### Task goal
When you reach the line containing "pub struct ReaperConfig" in the entries below, start writing out each line exactly, and stop after the line containing "inside its container.".
--
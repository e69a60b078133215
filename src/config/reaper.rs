use std::time::Duration;

use crate::config::helpers::{optional_env, parse_bool_env, parse_optional_env};
use crate::config::settings::Settings;
use crate::error::ConfigError;

/// Default sidecar image.
pub const DEFAULT_REAPER_IMAGE: &str = "ghcr.io/throwaway/reaper:0.1";

/// Reaper client and sidecar configuration.
#[derive(Debug, Clone)]
pub struct ReaperConfig {
    /// Skip the reaper entirely. Resources are then only removed by explicit
    /// termination.
    pub disabled: bool,
    /// Treat an unreachable reaper as an error instead of a warning.
    pub required: bool,
    /// Sidecar image.
    pub image: String,
    /// Run the sidecar privileged (needed for some rootless setups).
    pub privileged: bool,
    /// Port the sidecar listens on inside its container.
    pub port: u16,
    /// How many times the client dials the sidecar before giving up.
    pub connect_attempts: u32,
    /// Delay between dial attempts.
    pub connect_backoff: Duration,
    /// The sidecar exits without pruning if nobody connects within this window.
    pub connection_timeout: Duration,
    /// Grace period after the last client disconnects before pruning.
    pub reconnection_timeout: Duration,
}

impl Default for ReaperConfig {
    fn default() -> Self {
        Self {
            disabled: false,
            required: false,
            image: DEFAULT_REAPER_IMAGE.to_string(),
            privileged: false,
            port: 8080,
            connect_attempts: 5,
            connect_backoff: Duration::from_millis(500),
            connection_timeout: Duration::from_secs(60),
            reconnection_timeout: Duration::from_secs(10),
        }
    }
}

impl ReaperConfig {
    pub(crate) fn resolve(settings: &Settings) -> Result<Self, ConfigError> {
        let defaults = Self::default();
        let file = &settings.reaper;

        let connect_attempts = parse_optional_env(
            "THROWAWAY_REAPER_CONNECT_ATTEMPTS",
            file.connect_attempts.unwrap_or(defaults.connect_attempts),
        )?;
        if connect_attempts == 0 {
            return Err(ConfigError::InvalidValue {
                key: "THROWAWAY_REAPER_CONNECT_ATTEMPTS".to_string(),
                message: "must be at least 1".to_string(),
            });
        }

        Ok(Self {
            disabled: parse_bool_env(
                "THROWAWAY_REAPER_DISABLED",
                file.disabled.unwrap_or(defaults.disabled),
            )?,
            required: parse_bool_env(
                "THROWAWAY_REAPER_REQUIRED",
                file.required.unwrap_or(defaults.required),
            )?,
            image: optional_env("THROWAWAY_REAPER_IMAGE")?
                .or_else(|| file.image.clone())
                .unwrap_or(defaults.image),
            privileged: parse_bool_env(
                "THROWAWAY_REAPER_PRIVILEGED",
                file.privileged.unwrap_or(defaults.privileged),
            )?,
            port: parse_optional_env("THROWAWAY_REAPER_PORT", file.port.unwrap_or(defaults.port))?,
            connect_attempts,
            connect_backoff: Duration::from_millis(parse_optional_env(
                "THROWAWAY_REAPER_CONNECT_BACKOFF_MS",
                file.connect_backoff_ms
                    .unwrap_or(defaults.connect_backoff.as_millis() as u64),
            )?),
            connection_timeout: Duration::from_secs(parse_optional_env(
                "THROWAWAY_REAPER_CONNECTION_TIMEOUT_SECS",
                file.connection_timeout_secs
                    .unwrap_or(defaults.connection_timeout.as_secs()),
            )?),
            reconnection_timeout: Duration::from_secs(parse_optional_env(
                "THROWAWAY_REAPER_RECONNECTION_TIMEOUT_SECS",
                file.reconnection_timeout_secs
                    .unwrap_or(defaults.reconnection_timeout.as_secs()),
            )?),
        })
    }
}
--
### Reply
pub struct ReaperConfig {
    /// Skip the reaper entirely. Resources are then only removed by explicit
    /// termination.
    pub disabled: bool,
    /// Treat an unreachable reaper as an error instead of a warning.
    pub required: bool,
    /// Sidecar image.
    pub image: String,
    /// Run the sidecar privileged (needed for some rootless setups).
    pub privileged: bool,
    /// Port the sidecar listens on inside its container.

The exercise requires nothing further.